code_list! {
    /// UNTDID 5153 duty/tax/fee type. Invoices in scope use `VAT`.
    pub enum TaxType {
        ValueAddedTax = "VAT",
        GoodsAndServicesTax = "GST",
        Excise = "EXC",
        Environmental = "ENV",
        Other = "OTH",
    }
}

code_list! {
    /// UNTDID 5305 tax category.
    pub enum TaxCategoryCode {
        /// Mixed tax rate
        MixedTaxRate = "A",
        /// Lower rate
        LowerRate = "AA",
        /// Exempt for resale
        ExemptForResale = "AB",
        /// VAT reverse charge
        ReverseCharge = "AE",
        /// Transferred (VAT), not used in EN 16931
        Transferred = "B",
        /// Duty paid by supplier
        DutyPaidBySupplier = "C",
        /// Exempt from tax
        Exempt = "E",
        /// Free export item, VAT not charged
        FreeExport = "G",
        /// Higher rate
        HigherRate = "H",
        /// Intra-community supply
        IntraCommunitySupply = "K",
        /// Canary Islands general indirect tax
        CanaryIslands = "L",
        /// Ceuta and Melilla tax
        CeutaMelilla = "M",
        /// Services outside scope of tax
        NotSubjectToVat = "O",
        /// Standard rate
        StandardRate = "S",
        /// Zero rated goods
        ZeroRated = "Z",
    }
}

code_list! {
    /// VATEX exemption reason code (CEF code list).
    pub enum TaxExemptionReasonCode {
        Article79C = "VATEX-EU-79-C",
        Article132 = "VATEX-EU-132",
        Article143 = "VATEX-EU-143",
        Article148 = "VATEX-EU-148",
        Article151 = "VATEX-EU-151",
        Article309 = "VATEX-EU-309",
        ReverseCharge = "VATEX-EU-AE",
        SecondHandGoods = "VATEX-EU-D",
        TravelAgents = "VATEX-EU-F",
        ExportOutsideEu = "VATEX-EU-G",
        WorksOfArt = "VATEX-EU-I",
        IntraCommunitySupply = "VATEX-EU-IC",
        CollectorsItems = "VATEX-EU-J",
        NotSubjectToVat = "VATEX-EU-O",
        FrenchFranchise = "VATEX-FR-FRANCHISE",
        FrenchCnwvat = "VATEX-FR-CNWVAT",
    }
}
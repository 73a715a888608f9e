#![no_main]

use std::io::Cursor;

use libfuzzer_sys::fuzz_target;

fuzz_target!(|data: &[u8]| {
    // Detection must leave the cursor alone and reading must not panic.
    let mut cursor = Cursor::new(data);
    if zugferd::detect(&mut cursor).is_err() {
        assert_eq!(cursor.position(), 0);
        return;
    }
    let _ = zugferd::InvoiceDescriptor::load(&mut cursor);
});
#[test]
fn attachment_without_filename_fails_before_writing() {
    let mut desc = invoice(Profile::COMFORT);
    desc.add_attachment("Anhang-1", None, "  ", vec![1, 2, 3]);

    let mut cursor = Cursor::new(Vec::new());
    let err = desc
        .save(&mut cursor, ZugferdVersion::Version23, ZugferdFormat::Cii)
        .unwrap_err();
    assert!(matches!(err, ZugferdError::MissingFilename(ref id) if id == "Anhang-1"));
    assert!(cursor.get_ref().is_empty());
}

// --- Errors ---

#[test]
fn writers_reject_unsupported_profiles() {
    let mut cursor = Cursor::new(Vec::new());
    let err = invoice(Profile::XRECHNUNG)
        .save(&mut cursor, ZugferdVersion::Version1, ZugferdFormat::Cii)
        .unwrap_err();
    assert!(matches!(
        err,
        ZugferdError::UnsupportedProfile {
            version: ZugferdVersion::Version1,
            ..
        }
    ));

    let err = invoice(Profile::UNKNOWN)
        .save(&mut cursor, ZugferdVersion::Version23, ZugferdFormat::Cii)
        .unwrap_err();
    assert!(matches!(err, ZugferdError::UnsupportedProfile { .. }));
}

#[test]
fn ubl_rejects_cii_only_versions() {
    let err = invoice(Profile::COMFORT)
        .to_xml(ZugferdVersion::Version1, ZugferdFormat::Ubl)
        .unwrap_err();
    assert!(matches!(err, ZugferdError::UnsupportedFormat { .. }));
}

#[test]
fn save_restores_the_cursor() {
    let mut cursor = Cursor::new(Vec::new());
    cursor.write_all(b"PREFIX").unwrap();
    let start = cursor.stream_position().unwrap();

    invoice(Profile::BASIC)
        .save(&mut cursor, ZugferdVersion::Version23, ZugferdFormat::Cii)
        .unwrap();
    assert_eq!(cursor.stream_position().unwrap(), start);
    assert!(cursor.get_ref().len() as u64 > start);

    let back = InvoiceDescriptor::load(&mut cursor).unwrap();
    assert_eq!(back.invoice_no, "471102");

    cursor.seek(SeekFrom::Start(0)).unwrap();
    assert!(cursor.get_ref().starts_with(b"PREFIX"));
}

#[test]
fn malformed_xml_is_an_error() {
    let err = CiiVersion23Reader
        .parse_str("<rsm:CrossIndustryInvoice><unclosed>")
        .unwrap_err();
    assert!(matches!(err, ZugferdError::Xml(_)));
}

#[test]
fn missing_transaction_is_fatal() {
    let xml = r#"<rsm:CrossIndustryInvoice xmlns:rsm="urn:un:unece:uncefact:data:standard:CrossIndustryInvoice:100">
        <rsm:ExchangedDocument/>
    </rsm:CrossIndustryInvoice>"#;
    let err = CiiVersion23Reader.parse_str(xml).unwrap_err();
    assert!(matches!(err, ZugferdError::MissingNode(ref n) if n == "rsm:SupplyChainTradeTransaction"));
}
//! ISO 4217 currency codes.
//!
//! Covers the currencies relevant to European e-invoicing (EN 16931).

code_list! {
    /// ISO 4217 alphabetic currency code.
    pub enum CurrencyCode {
        Aed = "AED", // UAE Dirham
        Amd = "AMD", // Armenian Dram
        Aud = "AUD", // Australian Dollar
        Bgn = "BGN", // Bulgarian Lev
        Brl = "BRL", // Brazilian Real
        Cad = "CAD", // Canadian Dollar
        Chf = "CHF", // Swiss Franc
        Cny = "CNY", // Chinese Yuan
        Czk = "CZK", // Czech Koruna
        Dkk = "DKK", // Danish Krone
        Egp = "EGP", // Egyptian Pound
        Eur = "EUR", // Euro
        Gbp = "GBP", // Pound Sterling
        Gel = "GEL", // Georgian Lari
        Hkd = "HKD", // Hong Kong Dollar
        Hrk = "HRK", // Croatian Kuna
        Huf = "HUF", // Hungarian Forint
        Idr = "IDR", // Indonesian Rupiah
        Ils = "ILS", // Israeli Shekel
        Inr = "INR", // Indian Rupee
        Isk = "ISK", // Icelandic Krona
        Jpy = "JPY", // Japanese Yen
        Kes = "KES", // Kenyan Shilling
        Krw = "KRW", // South Korean Won
        Kzt = "KZT", // Kazakhstani Tenge
        Mxn = "MXN", // Mexican Peso
        Myr = "MYR", // Malaysian Ringgit
        Ngn = "NGN", // Nigerian Naira
        Nok = "NOK", // Norwegian Krone
        Nzd = "NZD", // New Zealand Dollar
        Php = "PHP", // Philippine Peso
        Pln = "PLN", // Polish Zloty
        Ron = "RON", // Romanian Leu
        Rub = "RUB", // Russian Ruble
        Sar = "SAR", // Saudi Riyal
        Sek = "SEK", // Swedish Krona
        Sgd = "SGD", // Singapore Dollar
        Thb = "THB", // Thai Baht
        Try = "TRY", // Turkish Lira
        Twd = "TWD", // New Taiwan Dollar
        Uah = "UAH", // Ukrainian Hryvnia
        Usd = "USD", // US Dollar
        Vnd = "VND", // Vietnamese Dong
        Zar = "ZAR", // South African Rand
    }
}
/// Price-level allowance. Only Extended carries price charges and reasons.
fn write_price_allowance_charge<W: Write>(
    w: &mut XmlOut<W>,
    charge: &TradeAllowanceCharge,
) -> Result<(), ZugferdError> {
    let allowed = if charge.charge_indicator { EXTENDED } else { WITH_LINES };
    w.start_element_if("ram:AppliedTradeAllowanceCharge", allowed)?;
    w.start_element("ram:ChargeIndicator")?;
    w.text_element("udt:Indicator", if charge.charge_indicator { "true" } else { "false" })?;
    w.end_element("ram:ChargeIndicator")?;
    w.optional_decimal_element("ram:CalculationPercent", charge.charge_percentage, 2, None, EXTENDED)?;
    w.optional_decimal_element("ram:BasisAmount", charge.basis_amount, 4, None, EXTENDED)?;
    w.decimal_element_if("ram:ActualAmount", charge.actual_amount, 4, None, ALL)?;
    w.optional_element("ram:ReasonCode", charge.reason_code.map(|c| c.format()), EXTENDED)?;
    w.optional_element("ram:Reason", charge.reason.as_deref(), EXTENDED)?;
    w.end_element("ram:AppliedTradeAllowanceCharge")?;
    Ok(())
}
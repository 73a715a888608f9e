//! # zugferd
//!
//! Read and write ZUGFeRD / Factur-X / XRechnung e-invoice XML through a
//! single dialect-neutral model.
//!
//! All monetary values use [`rust_decimal::Decimal`], never floating point.
//! The model follows the [EN 16931](https://standards.cencenelec.eu/dyn/www/f?p=205:110:0::::FSP_PROJECT:60602) semantic model.
//!
//! ## Quick Start
//!
//! ```rust
//! use chrono::NaiveDate;
//! use rust_decimal_macros::dec;
//! use zugferd::codes::{CountryCode, CurrencyCode, TaxCategoryCode};
//! use zugferd::*;
//!
//! let mut invoice = InvoiceBuilder::new("RE-2024-001", NaiveDate::from_ymd_opt(2024, 6, 15).unwrap(), CurrencyCode::Eur)
//!     .profile(Profile::COMFORT)
//!     .seller(PartyBuilder::new("ACME GmbH").address("Hauptstr. 1", "10115", "Berlin", CountryCode::De)
//!         .vat_id("DE123456789").build())
//!     .buyer(PartyBuilder::new("Kunde AG").address("Marienplatz 2", "80331", "München", CountryCode::De).build())
//!     .add_line(LineItemBuilder::new("1", "Beratung", dec!(10), dec!(150))
//!         .tax(TaxCategoryCode::StandardRate, dec!(19)).build())
//!     .build();
//! invoice.add_tax(dec!(1500), dec!(19), TaxCategoryCode::StandardRate);
//!
//! let xml = invoice.to_xml(ZugferdVersion::Version23, ZugferdFormat::Cii).unwrap();
//! let back = InvoiceDescriptor::load_str(&xml).unwrap();
//! assert_eq!(back.taxes[0].tax_amount, dec!(285.00));
//! ```
//!
//! ## Dialects
//!
//! | Syntax | Versions | Module |
//! |--------|----------|--------|
//! | CII | ZUGFeRD 1.0, 2.0, 2.1–2.3 | [`cii`] |
//! | UBL 2.1 | 2.1–2.3 (feature `ubl`, default) | `ubl` |
//!
//! [`InvoiceDescriptor::load`] sniffs the dialect via [`detect()`];
//! [`InvoiceDescriptor::save`] picks the writer from version and syntax.

pub mod cii;
pub mod codes;
pub mod core;
pub mod detect;
pub mod io;
#[cfg(feature = "ubl")]
pub mod ubl;
pub mod xml;

pub use crate::cii::{
    CiiVersion1Reader, CiiVersion1Writer, CiiVersion20Reader, CiiVersion20Writer, CiiVersion23Reader,
    CiiVersion23Writer,
};
pub use crate::core::*;
pub use crate::detect::{DocumentKind, detect};
pub use crate::io::{InvoiceReader, InvoiceWriter};
#[cfg(feature = "ubl")]
pub use crate::ubl::{UblReader, UblWriter};
#![no_main]

use libfuzzer_sys::fuzz_target;
use zugferd::{InvoiceReader, UblReader, ZugferdFormat, ZugferdVersion};

fuzz_target!(|data: &[u8]| {
    if let Ok(s) = std::str::from_utf8(data) {
        // Parse → serialize → parse must not panic at any step.
        if let Ok(invoice) = UblReader.parse_str(s) {
            if let Ok(xml2) = invoice.to_xml(ZugferdVersion::Version23, ZugferdFormat::Ubl) {
                let _ = UblReader.parse_str(&xml2);
            }
        }
    }
});
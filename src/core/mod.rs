//! Invoice document model, profiles and errors.
//!
//! The model is dialect-neutral: every reader fills the same
//! [`InvoiceDescriptor`] and every writer consumes it.

mod builder;
mod descriptor;
mod error;
mod profile;
mod types;

pub use builder::*;
pub use error::*;
pub use profile::*;
pub use types::*;
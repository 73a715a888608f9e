code_list! {
    /// UNTDID 4461 payment means.
    pub enum PaymentMeansType {
        NotDefined = "1",
        AutomatedClearingHouseDebit = "3",
        InCash = "10",
        Cheque = "20",
        CreditTransfer = "30",
        DebitTransfer = "31",
        PaymentToBankAccount = "42",
        BankCard = "48",
        DirectDebit = "49",
        StandingAgreement = "57",
        SepaCreditTransfer = "58",
        SepaDirectDebit = "59",
        OnlinePaymentService = "68",
        ClearingBetweenPartners = "97",
        MutuallyDefined = "ZZZ",
    }
}
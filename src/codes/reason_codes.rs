//! UNTDID 5189 / 7161 reason codes.
//!
//! UNTDID 5189 defines allowance reason codes, UNTDID 7161 defines
//! charge reason codes. Both apply to document-level and line-level
//! allowances and charges.

code_list! {
    /// UNTDID 5189 allowance reason code.
    pub enum AllowanceReasonCode {
        BonusForWorksAheadOfSchedule = "41",
        OtherBonus = "42",
        ManufacturersConsumerDiscount = "60",
        DueToMilitaryStatus = "62",
        DueToWorkAccident = "63",
        SpecialAgreement = "64",
        ProductionErrorDiscount = "65",
        NewOutletDiscount = "66",
        SampleDiscount = "67",
        EndOfRangeDiscount = "68",
        IncotermDiscount = "70",
        PointOfSalesThresholdAllowance = "71",
        MaterialSurchargeDeduction = "88",
        Discount = "95",
        SpecialRebate = "100",
        FixedLongTerm = "102",
        Temporary = "103",
        Standard = "104",
        YearlyTurnover = "105",
    }
}

code_list! {
    /// UNTDID 7161 charge reason code.
    pub enum ChargeReasonCode {
        Advertising = "AA",
        Telecommunication = "AAA",
        TechnicalModification = "AAC",
        JobOrderProduction = "AAD",
        Outlays = "AAE",
        OffPremises = "AAF",
        AdditionalProcessing = "AAH",
        Attesting = "AAI",
        Acceptance = "AAS",
        RushDelivery = "AAT",
        Miscellaneous = "ABK",
        AdditionalPackaging = "ABL",
        Dunnage = "ABN",
        Containerisation = "ABR",
        CarrierCount = "ADR",
        PickUp = "ADT",
        EnvironmentalProtectionService = "AEW",
        Freight = "FC",
        Financing = "FI",
        FlatRate = "FL",
        Labelling = "LA",
        Packing = "PC",
        Testing = "TS",
    }
}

Prompt ▸ Among the entries above, some lines may hold the string "must". State how many, and give nothing but the number.

Exercise response ▸ 2